Our current backlog is about 800-850 patients. If one urologist spent 5 8-hour days in the office seeing, on average, 3 patients per hour, he or she would see 120 patients in that week. As one of our half-time partners has just retired, we now have 7 FTE docs, so the proposed backlog blitz would deal with about 840 patients. What a coincidence!

Our proposal to the group was that, starting in the spring, we would schedule each of us to work one of 7 consecutive weeks. In order to make this more palatable, we suggested that during each urologist’s week, they would focus solely on office work – no call, no surgery, no fielding phone calls from referring docs. Staff would behave as if that urologist were actually away from the office on holiday. We felt this would be an important feature of a blitz week, otherwise, the doc in the office would become the go-to person for every phone call and query that came into the office.

Rather than spring the idea on the group, we informally shopped it around a bit first. We felt it was a radical enough proposal that surprising everyone with it at an office meeting could trigger a negative (and understandable) response.
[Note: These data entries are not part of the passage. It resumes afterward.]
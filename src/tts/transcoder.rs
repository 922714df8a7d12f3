//! External audio transcoder process.

use std::process::Stdio;

use tokio::io::AsyncWriteExt;
use tokio::process::Command;

use crate::config::TtsConfig;
use crate::tts::TtsError;

/// Runs a transcoder that reads audio on stdin and writes the result to stdout.
#[derive(Debug, Clone)]
pub struct Transcoder {
    program: String,
    args: Vec<String>,
}

impl Transcoder {
    pub fn new(program: impl Into<String>, args: Vec<String>) -> Self {
        Self {
            program: program.into(),
            args,
        }
    }

    pub fn from_config(config: &TtsConfig) -> Self {
        Self::new(config.transcoder_program.clone(), config.transcoder_args.clone())
    }

    /// Pipe `input` through the transcoder and collect its stdout.
    ///
    /// A non-zero exit fails with the process's stderr as the message.
    pub async fn transcode(&self, input: Vec<u8>) -> Result<Vec<u8>, TtsError> {
        let mut child = Command::new(&self.program)
            .args(&self.args)
            .stdin(Stdio::piped())
            .stdout(Stdio::piped())
            .stderr(Stdio::piped())
            .kill_on_drop(true)
            .spawn()
            .map_err(|e| TtsError::Transcoder(format!("failed to spawn {}: {}", self.program, e)))?;

        let mut stdin = child
            .stdin
            .take()
            .ok_or_else(|| TtsError::Transcoder("stdin was not captured".to_string()))?;

        // Written concurrently so a full stdout pipe cannot deadlock the child.
        let writer = tokio::spawn(async move {
            stdin.write_all(&input).await?;
            stdin.shutdown().await
        });

        let output = child.wait_with_output().await?;

        if !output.status.success() {
            let stderr = String::from_utf8_lossy(&output.stderr).trim().to_string();
            tracing::error!(program = %self.program, status = %output.status, stderr = %stderr, "Transcoder failed");
            return Err(TtsError::Transcoder(stderr));
        }

        match writer.await {
            Ok(Ok(())) => {}
            Ok(Err(e)) if e.kind() == std::io::ErrorKind::BrokenPipe => {}
            Ok(Err(e)) => return Err(TtsError::Io(e)),
            Err(e) => return Err(TtsError::Transcoder(format!("stdin writer task failed: {}", e))),
        }

        Ok(output.stdout)
    }
}

#[cfg(all(test, unix))]
mod tests {
    use super::*;

    #[tokio::test]
    async fn passthrough_program_returns_stdout() {
        let transcoder = Transcoder::new("cat", vec![]);
        let input = vec![7u8; 256 * 1024];
        let output = transcoder.transcode(input.clone()).await.unwrap();
        assert_eq!(output, input);
    }

    #[tokio::test]
    async fn non_zero_exit_surfaces_stderr() {
        let transcoder = Transcoder::new(
            "sh",
            vec!["-c".into(), "cat >/dev/null; echo 'Invalid data found' >&2; exit 1".into()],
        );
        let err = transcoder.transcode(b"RIFF".to_vec()).await.unwrap_err();
        match err {
            TtsError::Transcoder(msg) => assert_eq!(msg, "Invalid data found"),
            other => panic!("unexpected error: {other}"),
        }
    }

    #[tokio::test]
    async fn missing_program_is_an_error() {
        let transcoder = Transcoder::new("definitely-not-a-transcoder", vec![]);
        assert!(matches!(transcoder.transcode(vec![]).await, Err(TtsError::Transcoder(_))));
    }
}
//! Sequential, paced crawl of an article's comment pages.

use std::time::Duration;

use url::Url;

use crate::config::ScraperConfig;
use crate::lifecycle::startup::StartupError;
use crate::observability::metrics;
use crate::scrape::extract::ForumSelectors;
use crate::scrape::source::PageSource;
use crate::scrape::{CommentRecord, ScrapeError, ScrapeResult};

/// State accumulated across page fetches for one article.
#[derive(Debug)]
pub struct ScrapeJob {
    pub base_url: Url,
    pub author: String,
    pub total_pages: u32,
    pub comments: Vec<CommentRecord>,
}

impl ScrapeJob {
    pub fn new(base_url: Url, author: String, total_pages: u32) -> Self {
        Self {
            base_url,
            author,
            total_pages: total_pages.max(1),
            comments: Vec::new(),
        }
    }

    pub fn finish(self) -> ScrapeResult {
        ScrapeResult {
            author_nickname: self.author,
            comments: self.comments,
        }
    }
}

/// `base` with `param=page`, replacing any existing value of `param`.
pub fn page_url(base: &Url, param: &str, page: u32) -> Url {
    let kept: Vec<(String, String)> = base
        .query_pairs()
        .filter(|(k, _)| k != param)
        .map(|(k, v)| (k.into_owned(), v.into_owned()))
        .collect();

    let mut url = base.clone();
    url.query_pairs_mut()
        .clear()
        .extend_pairs(kept)
        .append_pair(param, &page.to_string());
    url
}

/// Runs scrape jobs against a [`PageSource`].
#[derive(Debug)]
pub struct Scraper<S> {
    source: S,
    selectors: ForumSelectors,
    origin: Url,
    page_param: String,
    pace: Duration,
    max_pages: u32,
}

impl<S: PageSource> Scraper<S> {
    pub fn new(source: S, config: &ScraperConfig) -> Result<Self, StartupError> {
        let origin = Url::parse(&config.origin)
            .map_err(|e| StartupError::Config(format!("scraper.origin: {}", e)))?;
        let selectors = ForumSelectors::new().map_err(|e| StartupError::Config(e.to_string()))?;

        Ok(Self {
            source,
            selectors,
            origin,
            page_param: config.page_param.clone(),
            pace: Duration::from_millis(config.pace_ms),
            max_pages: config.max_pages.max(1),
        })
    }

    /// Author and every comment of the article at `base_url`.
    ///
    /// Pages are fetched one at a time in ascending order with a fixed pause
    /// after each, up to the configured page cap. Any failing page aborts the
    /// whole job.
    pub async fn scrape(&self, base_url: &str) -> Result<ScrapeResult, ScrapeError> {
        let base = Url::parse(base_url)
            .map_err(|e| ScrapeError::InvalidUrl(format!("{}: {}", base_url, e)))?;

        let landing = self.source.fetch(&base).await?;
        let (author, mut total_pages) = self.selectors.landing(&landing);
        if total_pages > self.max_pages {
            tracing::warn!(url = %base, total_pages, max_pages = self.max_pages, "Page count capped");
            total_pages = self.max_pages;
        }

        tracing::info!(url = %base, author = %author, total_pages, "Scraping article comments");

        let mut job = ScrapeJob::new(base, author, total_pages);
        for page in 1..=job.total_pages {
            let url = page_url(&job.base_url, &self.page_param, page);
            let html = self.source.fetch(&url).await?;

            let comments = self.selectors.comments(&html, &self.origin);
            tracing::debug!(page, count = comments.len(), "Page scraped");
            metrics::record_scrape_page(comments.len());
            job.comments.extend(comments);

            tokio::time::sleep(self.pace).await;
        }

        tracing::info!(url = %job.base_url, comments = job.comments.len(), "Scrape complete");
        Ok(job.finish())
    }
}
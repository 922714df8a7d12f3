//! Configuration management subsystem.
//!
//! # Data Flow
//! ```text
//! config file (TOML), optional
//!     → loader.rs (parse & deserialize, env overrides)
//!     → validation.rs (semantic checks)
//!     → GatewayConfig (validated, immutable)
//!     → shared via Arc to all subsystems
//! ```
//!
//! # Design Decisions
//! - Config is immutable once loaded; there is no hot reload
//! - All fields have defaults to allow minimal configs
//! - Validation separates syntactic (serde) from semantic checks

pub mod loader;
pub mod schema;
pub mod validation;

pub use loader::{load_config, resolve_config, ConfigError};
pub use schema::{
    GatewayConfig, ListenerConfig, LogFormat, ObservabilityConfig, ScraperConfig,
    SecurityConfig, TimeoutConfig, TlsConfig, TtsConfig, UpstreamProxyConfig,
};
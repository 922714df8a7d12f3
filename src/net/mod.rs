//! Network layer subsystem.
//!
//! # Data Flow
//! ```text
//! Incoming TCP connection
//!     → tls.rs (optional TLS handshake via rustls)
//!     → Hand off to HTTP layer
//! ```
//!
//! Plain TCP is served by `axum::serve`; TLS by `axum-server`. Both carry
//! the peer address into the request for the admission filter.

pub mod tls;
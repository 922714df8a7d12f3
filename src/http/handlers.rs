//! Route handlers.

use axum::{
    extract::{rejection::JsonRejection, State},
    http::header::CONTENT_TYPE,
    response::{IntoResponse, Response},
    Json,
};

use crate::http::error::GatewayError;
use crate::http::server::AppState;
use crate::proxy::ProxyRequest;
use crate::scrape::{ScrapeRequest, ScrapeResult};
use crate::tts::SynthesisRequest;

pub const ROBOTS_TXT: &str = "User-agent: *\nDisallow: /";

pub async fn robots_txt() -> impl IntoResponse {
    ([(CONTENT_TYPE, "text/plain; charset=utf-8")], ROBOTS_TXT)
}

pub async fn gemini_proxy(
    State(state): State<AppState>,
    payload: Result<Json<ProxyRequest>, JsonRejection>,
) -> Result<Response, GatewayError> {
    let Json(request) = payload?;
    state.proxy.forward(request).await
}

pub async fn scrape(
    State(state): State<AppState>,
    payload: Result<Json<ScrapeRequest>, JsonRejection>,
) -> Result<Json<ScrapeResult>, GatewayError> {
    let Json(request) = payload?;
    match state.scraper.scrape(&request.url).await {
        Ok(result) => Ok(Json(result)),
        Err(e) => {
            tracing::error!(url = %request.url, error = %e, "Scrape failed");
            Err(e.into())
        }
    }
}

pub async fn tts(
    State(state): State<AppState>,
    payload: Result<Json<SynthesisRequest>, JsonRejection>,
) -> Result<Response, GatewayError> {
    let Json(request) = payload?;
    let service = state.tts.as_ref().ok_or_else(|| {
        GatewayError::ServiceUnavailable("No speech synthesizer configured".to_string())
    })?;

    let audio = service.render(request).await.map_err(|e| {
        tracing::error!(error = %e, "Speech synthesis failed");
        GatewayError::from(e)
    })?;

    Ok(([(CONTENT_TYPE, state.tts_content_type.clone())], audio).into_response())
}

pub async fn not_found() -> GatewayError {
    GatewayError::NotFound
}
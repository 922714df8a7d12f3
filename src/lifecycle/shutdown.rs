//! Shutdown coordination.

use tokio::sync::broadcast;

/// Coordinator for graceful shutdown.
///
/// Every server loop subscribes; a single trigger stops them all.
pub struct Shutdown {
    tx: broadcast::Sender<()>,
}

impl Shutdown {
    pub fn new() -> Self {
        let (tx, _) = broadcast::channel(1);
        Self { tx }
    }

    pub fn subscribe(&self) -> broadcast::Receiver<()> {
        self.tx.subscribe()
    }

    pub fn trigger(&self) {
        let _ = self.tx.send(());
    }

    /// Number of server loops still listening.
    pub fn receiver_count(&self) -> usize {
        self.tx.receiver_count()
    }
}

impl Default for Shutdown {
    fn default() -> Self {
        Self::new()
    }
}

/// Resolve once `rx` fires or its sender is gone.
pub async fn wait(mut rx: broadcast::Receiver<()>) {
    let _ = rx.recv().await;
}
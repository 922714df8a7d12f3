//! Error taxonomy surfaced at the route boundary.

use axum::{
    extract::rejection::JsonRejection,
    http::StatusCode,
    response::{IntoResponse, Response},
    Json,
};
use serde::Serialize;
use thiserror::Error;

use crate::scrape::ScrapeError;
use crate::security::Rejection;
use crate::tts::TtsError;

/// Every failure a route can produce, mapped onto an HTTP response.
#[derive(Debug, Error)]
pub enum GatewayError {
    /// Source address not admitted by the allowlist.
    #[error("{}", admission_detail(.0))]
    AdmissionDenied(Rejection),

    /// Missing, malformed, or wrong bearer token.
    #[error("Unauthorized")]
    Unauthorized,

    /// Caller input that cannot be forwarded.
    #[error("{0}")]
    BadRequest(String),

    /// The request body is not the JSON the route expects.
    #[error("{detail}")]
    InvalidBody { status: StatusCode, detail: String },

    /// The upstream could not be reached at all.
    #[error("Error connecting to upstream: {0}")]
    UpstreamUnreachable(String),

    /// The upstream answered with a failing status.
    #[error("Error fetching URL: {detail}")]
    UpstreamStatus { status: StatusCode, detail: String },

    /// No route matches the request path.
    #[error("Not Found")]
    NotFound,

    /// A required collaborator is not configured.
    #[error("{0}")]
    ServiceUnavailable(String),

    /// Anything else. The cause is returned to the caller unredacted.
    #[error("An unexpected error occurred: {0}")]
    Internal(String),
}

fn admission_detail(reason: &Rejection) -> &'static str {
    match reason {
        Rejection::MalformedAddress => "Invalid IP address",
        Rejection::OutsideRanges => "Forbidden",
    }
}

impl GatewayError {
    pub fn status(&self) -> StatusCode {
        match self {
            Self::AdmissionDenied(_) => StatusCode::FORBIDDEN,
            Self::Unauthorized => StatusCode::UNAUTHORIZED,
            Self::BadRequest(_) => StatusCode::BAD_REQUEST,
            Self::InvalidBody { status, .. } => *status,
            Self::UpstreamUnreachable(_) => StatusCode::BAD_GATEWAY,
            Self::UpstreamStatus { status, .. } => *status,
            Self::NotFound => StatusCode::NOT_FOUND,
            Self::ServiceUnavailable(_) => StatusCode::SERVICE_UNAVAILABLE,
            Self::Internal(_) => StatusCode::INTERNAL_SERVER_ERROR,
        }
    }
}

/// JSON error body: `{"detail": "..."}`.
#[derive(Debug, Serialize)]
pub struct ErrorBody {
    pub detail: String,
}

impl IntoResponse for GatewayError {
    fn into_response(self) -> Response {
        let status = self.status();
        let body = ErrorBody {
            detail: self.to_string(),
        };
        (status, Json(body)).into_response()
    }
}

impl From<JsonRejection> for GatewayError {
    fn from(rejection: JsonRejection) -> Self {
        GatewayError::InvalidBody {
            status: rejection.status(),
            detail: rejection.body_text(),
        }
    }
}

impl From<ScrapeError> for GatewayError {
    fn from(e: ScrapeError) -> Self {
        match e {
            ScrapeError::Status { status, url } => GatewayError::UpstreamStatus {
                status: StatusCode::from_u16(status).unwrap_or(StatusCode::BAD_GATEWAY),
                detail: format!("{} returned {}", url, status),
            },
            other => GatewayError::Internal(other.to_string()),
        }
    }
}

impl From<TtsError> for GatewayError {
    fn from(e: TtsError) -> Self {
        GatewayError::Internal(e.to_string())
    }
}
//! Startup orchestration.
//!
//! # Responsibilities
//! - Turn a validated config into runtime components
//! - Report what the gateway is about to serve
//!
//! # Design Decisions
//! - Fail fast: any startup error is fatal
//! - Listeners start last (traffic only when ready)

use thiserror::Error;

use crate::config::schema::{GatewayConfig, PLACEHOLDER_AUTH_TOKEN};
use crate::security::allowlist::AllowlistError;

/// Errors that prevent the gateway from starting.
#[derive(Debug, Error)]
pub enum StartupError {
    /// A config value was accepted by validation but is unusable at runtime.
    #[error("invalid configuration: {0}")]
    Config(String),

    /// The allowlist could not be built.
    #[error("allowlist: {0}")]
    Allowlist(#[from] AllowlistError),

    /// An outbound HTTP client could not be constructed.
    #[error("http client: {0}")]
    HttpClient(String),

    /// Binding, TLS material, or serving failed.
    #[error("io: {0}")]
    Io(#[from] std::io::Error),
}

/// Log the effective configuration before listeners start.
pub fn announce(config: &GatewayConfig) {
    tracing::info!(
        bind_address = %config.listener.bind_address,
        tls = config.listener.tls.is_some(),
        allowed_ranges = config.security.allowed_ranges.len(),
        allow_loopback = config.security.allow_loopback,
        exempt_paths = ?config.security.exempt_paths,
        request_timeout_secs = config.timeouts.request_secs,
        upstream_timeout_secs = config.proxy.timeout_secs,
        scrape_pace_ms = config.scraper.pace_ms,
        "Configuration loaded"
    );

    if config.security.auth_token == PLACEHOLDER_AUTH_TOKEN {
        tracing::warn!("security.auth_token is the built-in placeholder; set it or GATEWAY_AUTH_TOKEN");
    }
}
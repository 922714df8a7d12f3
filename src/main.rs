//! Relay Gateway
//!
//! A small request gateway built with Tokio and Axum: a source-address
//! allowlist and a bearer token in front of a streaming generative-content
//! relay, a paginated forum scraper, and a speech endpoint.
//!
//! # Architecture Overview
//!
//! ```text
//!                          ┌────────────────────────────────────────────────────┐
//!                          │                   RELAY GATEWAY                    │
//!                          │                                                    │
//!     Client Request       │  ┌───────────┐   ┌───────────┐   ┌─────────────┐   │
//!     ─────────────────────┼─▶│ admission │──▶│  bearer   │──▶│   routes    │   │
//!                          │  │ (CIDR)    │   │  auth     │   │             │   │
//!                          │  └─────┬─────┘   └───────────┘   └──────┬──────┘   │
//!                          │        │ /robots.txt (exempt)           │          │
//!                          │        ▼                                ▼          │
//!                          │   robots.txt      ┌──────────┬──────────┬───────┐  │
//!                          │                   │  proxy   │  scrape  │  tts  │  │
//!                          │                   │ (stream) │ (paged)  │       │  │
//!                          │                   └────┬─────┴────┬─────┴───┬───┘  │
//!                          └────────────────────────┼──────────┼─────────┼──────┘
//!                                                   ▼          ▼         ▼
//!                                              upstream     forum    synthesizer
//!                                                 API       pages    + transcoder
//! ```

use std::path::PathBuf;
use std::sync::Arc;

use clap::Parser;
use tokio::net::TcpListener;

use relay_gateway::config::resolve_config;
use relay_gateway::http::GatewayServer;
use relay_gateway::lifecycle::{signals, startup, Shutdown};
use relay_gateway::net::tls::load_tls_config;
use relay_gateway::observability::{logging, metrics};

#[derive(Parser)]
#[command(name = "relay-gateway")]
#[command(about = "Allowlisted, token-protected relay and scraping gateway", long_about = None)]
struct Args {
    /// Path to a TOML config file; built-in defaults are used when omitted
    #[arg(short, long)]
    config: Option<PathBuf>,
}

#[tokio::main]
async fn main() -> Result<(), Box<dyn std::error::Error>> {
    let args = Args::parse();

    let config = resolve_config(args.config.as_deref())?;
    logging::init_logging(&config.observability);

    tracing::info!("relay-gateway v{} starting", env!("CARGO_PKG_VERSION"));
    startup::announce(&config);

    if config.observability.metrics_enabled {
        match config.observability.metrics_address.parse() {
            Ok(addr) => metrics::init_metrics(addr),
            Err(_) => tracing::error!(
                metrics_address = %config.observability.metrics_address,
                "Failed to parse metrics address"
            ),
        }
    }

    let shutdown = Arc::new(Shutdown::new());
    let server_shutdown = shutdown.subscribe();
    let _signals = signals::spawn_signal_listener(Arc::clone(&shutdown));

    let tls = config.listener.tls.clone();
    let bind_address = config.listener.bind_address.clone();
    let server = GatewayServer::new(config)?;

    match tls {
        Some(tls) => {
            let tls_config = load_tls_config(&tls).await?;
            let addr = bind_address.parse()?;
            server.run_tls(addr, tls_config, server_shutdown).await?;
        }
        None => {
            let listener = TcpListener::bind(&bind_address).await?;
            server.run(listener, server_shutdown).await?;
        }
    }

    tracing::info!("Shutdown complete");
    Ok(())
}
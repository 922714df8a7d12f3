//! Structured logging.
//!
//! `RUST_LOG` wins over the configured level when set. JSON output is meant
//! for production log shipping, pretty output for terminals.

use tracing_subscriber::{layer::SubscriberExt, util::SubscriberInitExt, EnvFilter};

use crate::config::{LogFormat, ObservabilityConfig};

/// Default directive when `RUST_LOG` is unset.
pub fn default_directive(level: &str) -> String {
    format!("relay_gateway={level},tower_http={level}")
}

/// Install the global subscriber. Safe to call more than once; later calls are ignored.
pub fn init_logging(config: &ObservabilityConfig) {
    let filter = EnvFilter::try_from_default_env()
        .unwrap_or_else(|_| default_directive(&config.log_level).into());

    let registry = tracing_subscriber::registry().with(filter);
    let result = match config.log_format {
        LogFormat::Json => registry.with(tracing_subscriber::fmt::layer().json()).try_init(),
        LogFormat::Pretty => registry.with(tracing_subscriber::fmt::layer()).try_init(),
    };

    if result.is_err() {
        tracing::debug!("Tracing subscriber already installed");
    }
}
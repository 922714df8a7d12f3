//! TLS configuration and certificate loading.

use std::path::Path;

use axum_server::tls_rustls::RustlsConfig;

use crate::config::TlsConfig;

/// Load a rustls server config from the PEM files named in `config`.
pub async fn load_tls_config(config: &TlsConfig) -> Result<RustlsConfig, std::io::Error> {
    let cert_path = Path::new(&config.cert_path);
    let key_path = Path::new(&config.key_path);

    for (what, path) in [("Certificate", cert_path), ("Private key", key_path)] {
        if !path.exists() {
            return Err(std::io::Error::new(
                std::io::ErrorKind::NotFound,
                format!("{} file not found: {:?}", what, path),
            ));
        }
    }

    RustlsConfig::from_pem_file(cert_path, key_path).await
}

#[cfg(test)]
mod tests {
    use super::*;

    #[tokio::test]
    async fn missing_files_are_not_found() {
        let err = load_tls_config(&TlsConfig {
            cert_path: "/nonexistent/cert.pem".into(),
            key_path: "/nonexistent/key.pem".into(),
        })
        .await
        .unwrap_err();
        assert_eq!(err.kind(), std::io::ErrorKind::NotFound);
        assert!(err.to_string().contains("Certificate"));
    }
}
//! Request identification.
//!
//! # Responsibilities
//! - Generate a UUID v4 request ID when the client did not send one
//! - Echo the ID on every response
//! - Expose the ID to handlers and log fields
//!
//! # Design Decisions
//! - Request ID added as early as possible for tracing
//! - A client-supplied `x-request-id` is kept as-is

use axum::http::{HeaderName, Request};
use tower_http::request_id::{
    MakeRequestId, PropagateRequestIdLayer, RequestId, SetRequestIdLayer,
};
use uuid::Uuid;

pub const X_REQUEST_ID: HeaderName = HeaderName::from_static("x-request-id");

/// Generates UUID v4 request IDs.
#[derive(Debug, Clone, Copy, Default)]
pub struct MakeRequestUuidV4;

impl MakeRequestId for MakeRequestUuidV4 {
    fn make_request_id<B>(&mut self, _request: &Request<B>) -> Option<RequestId> {
        let id = Uuid::new_v4().to_string();
        id.parse().ok().map(RequestId::new)
    }
}

pub fn set_request_id_layer() -> SetRequestIdLayer<MakeRequestUuidV4> {
    SetRequestIdLayer::new(X_REQUEST_ID, MakeRequestUuidV4)
}

pub fn propagate_request_id_layer() -> PropagateRequestIdLayer {
    PropagateRequestIdLayer::new(X_REQUEST_ID)
}

/// The request's ID, or `"unknown"` if none was assigned.
pub fn request_id<B>(request: &Request<B>) -> String {
    request
        .headers()
        .get(X_REQUEST_ID)
        .and_then(|v| v.to_str().ok())
        .unwrap_or("unknown")
        .to_string()
}

#[cfg(test)]
mod tests {
    use super::*;
    use axum::body::Body;

    #[test]
    fn generated_ids_are_uuids() {
        let request = Request::new(Body::empty());
        let id = MakeRequestUuidV4.make_request_id(&request).unwrap();
        let text = id.header_value().to_str().unwrap();
        assert!(Uuid::parse_str(text).is_ok());
    }

    #[test]
    fn missing_id_reads_as_unknown() {
        let request = Request::new(Body::empty());
        assert_eq!(request_id(&request), "unknown");

        let request = Request::builder()
            .header("x-request-id", "abc-123")
            .body(Body::empty())
            .unwrap();
        assert_eq!(request_id(&request), "abc-123");
    }
}
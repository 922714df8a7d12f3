//! Security subsystem.
//!
//! # Data Flow
//! ```text
//! Incoming request:
//!     → allowlist.rs (exempt path? else source address in allowed CIDR ranges)
//!     → auth.rs (protected routes only: Bearer token)
//!     → Pass to route handler
//! ```
//!
//! # Design Decisions
//! - Fail closed: reject on any security check failure
//! - Admission runs before authentication, for every request
//! - Both structures are built once at startup and never mutated

pub mod allowlist;
pub mod auth;
pub mod cidr;

pub use allowlist::{Admission, Allowlist, PathPolicy, Rejection};
pub use auth::{AuthFailure, BearerAuth};
pub use cidr::IpRange;
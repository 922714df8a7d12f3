//! Bearer token middleware for protected routes.

use axum::{
    body::Body,
    extract::State,
    http::{header::AUTHORIZATION, Request},
    middleware::Next,
    response::Response,
};

use crate::http::error::GatewayError;
use crate::http::request::request_id;
use crate::http::server::AppState;
use crate::observability::metrics;

pub async fn bearer_auth_middleware(
    State(state): State<AppState>,
    request: Request<Body>,
    next: Next,
) -> Result<Response, GatewayError> {
    let header = request
        .headers()
        .get(AUTHORIZATION)
        .and_then(|h| h.to_str().ok());

    match state.auth.verify(header) {
        Ok(()) => Ok(next.run(request).await),
        Err(failure) => {
            tracing::debug!(
                request_id = %request_id(&request),
                path = %request.uri().path(),
                failure = ?failure,
                "Bearer authentication failed"
            );
            metrics::record_auth_rejected();
            Err(GatewayError::Unauthorized)
        }
    }
}
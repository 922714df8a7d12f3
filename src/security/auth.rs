//! Bearer token authentication.

/// Why an `Authorization` header was refused.
#[derive(Debug, Clone, Copy, PartialEq, Eq)]
pub enum AuthFailure {
    /// Header absent, or not of the form `Bearer <token>`.
    MissingOrMalformed,
    /// Well-formed header carrying the wrong token.
    InvalidToken,
}

/// Validates a single static shared secret.
#[derive(Clone)]
pub struct BearerAuth {
    token: String,
}

impl BearerAuth {
    pub fn new(token: impl Into<String>) -> Self {
        Self {
            token: token.into(),
        }
    }

    /// Check an `Authorization` header value.
    pub fn verify(&self, header: Option<&str>) -> Result<(), AuthFailure> {
        let presented = header
            .and_then(|h| h.strip_prefix("Bearer "))
            .filter(|t| !t.is_empty())
            .ok_or(AuthFailure::MissingOrMalformed)?;

        if presented == self.token {
            Ok(())
        } else {
            Err(AuthFailure::InvalidToken)
        }
    }
}

impl std::fmt::Debug for BearerAuth {
    fn fmt(&self, f: &mut std::fmt::Formatter<'_>) -> std::fmt::Result {
        f.debug_struct("BearerAuth").field("token", &"<redacted>").finish()
    }
}

#[cfg(test)]
mod tests {
    use super::*;

    #[test]
    fn exact_token_authorizes() {
        let auth = BearerAuth::new("s8undu8wb8");
        assert_eq!(auth.verify(Some("Bearer s8undu8wb8")), Ok(()));
    }

    #[test]
    fn malformed_headers_are_rejected() {
        let auth = BearerAuth::new("secret");
        for header in [None, Some(""), Some("Bearer"), Some("Bearer "), Some("Basic secret"), Some("bearer secret"), Some("secret")] {
            assert_eq!(auth.verify(header), Err(AuthFailure::MissingOrMalformed), "{header:?}");
        }
    }

    #[test]
    fn wrong_tokens_are_rejected() {
        let auth = BearerAuth::new("secret");
        for header in ["Bearer SECRET", "Bearer secret extra", "Bearer  secret", "Bearer secre", "Bearer secret "] {
            assert_eq!(auth.verify(Some(header)), Err(AuthFailure::InvalidToken), "{header}");
        }
    }

    #[test]
    fn debug_hides_the_secret() {
        let auth = BearerAuth::new("secret");
        assert!(!format!("{auth:?}").contains("secret"));
    }
}
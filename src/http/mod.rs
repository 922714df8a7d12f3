//! HTTP surface of the gateway.
//!
//! # Data Flow
//! ```text
//! TCP/TLS connection
//!     → server.rs (Axum setup, layers)
//!     → request.rs (request ID)
//!     → middleware/admission.rs (source allowlist)
//!     → middleware/auth.rs (bearer token, protected routes)
//!     → handlers.rs (proxy, scrape, tts, robots)
//!     → response.rs (upstream header filtering)
//!     → error.rs (failures as {"detail": ...})
//! ```

pub mod error;
pub mod handlers;
pub mod middleware;
pub mod request;
pub mod response;
pub mod server;

pub use error::GatewayError;
pub use request::X_REQUEST_ID;
pub use server::{AppState, GatewayServer};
I was nervous as Peter made the pitch. What could possibly motivate the group to give up an entire week of holidays?

The response: Let’s do it. Immediate and unanimous! It’s difficult to express the pride I felt at being a part of a group that would so readily give up personal, family time in order to improve patient care.

So, from March 22 to May 7, we will be crushing our backlog. However, as we plan for the blitz, we see that this means a significant change in our office practices, from notifying patients to booking ancillary tests, such as CT scans and ultrasounds. We’re working on identifying these challenges and creating new processes. More on that next time.

Friday, June 12, 2009

Backlog, Schmacklog

“Get your body beach-ready!” trumpet the magazines lining the supermarket checkout. It’s an annual ritual for Canadians: Emerge from hibernation, decide to tone up and trim down, then embark on a crash diet and/or exercise.

But, to what end? Is a “beach-ready body” the ultimate goal? For some, it is; quick and dirty does the trick for them. For others, a slim physique is the eventual (but not certain) by-product of a different goal: a sustainable healthy diet and exercise program to achieve long-term wellbeing.



We continue to struggle with our pesky backlog. Trimming the backlog will not only satisfy the primary goal of our Advanced Access project – improving patient access – but will also let us benefit from reduced administrative load and increased flexibility in physician scheduling. But, as Advanced Access evolved into a broader Clinical Practice Redesign project, our goal has changed also. Improving patient access alone (although a worthwhile goal on its own) doesn’t necessarily give our patients better care.

Liposuction can rapidly reduce someone’s corporeal backlog, yet they may continue to clog their arteries with cheeseburgers. In medical practice, a “brute force” approach to backlog reduction is the equivalent of liposuction. By working longer hours, cramming more patients into appointment slots, or recruiting temporary locum help, we can have a buff-looking practice, pronto. But when patients come through the door in 7 days rather then 70 days, they’re getting the same type of care as before the wait list slimmed down. (And having learned a lesson in my last post, let me point out that our current care is not bad. But, there’s always room for improvement.)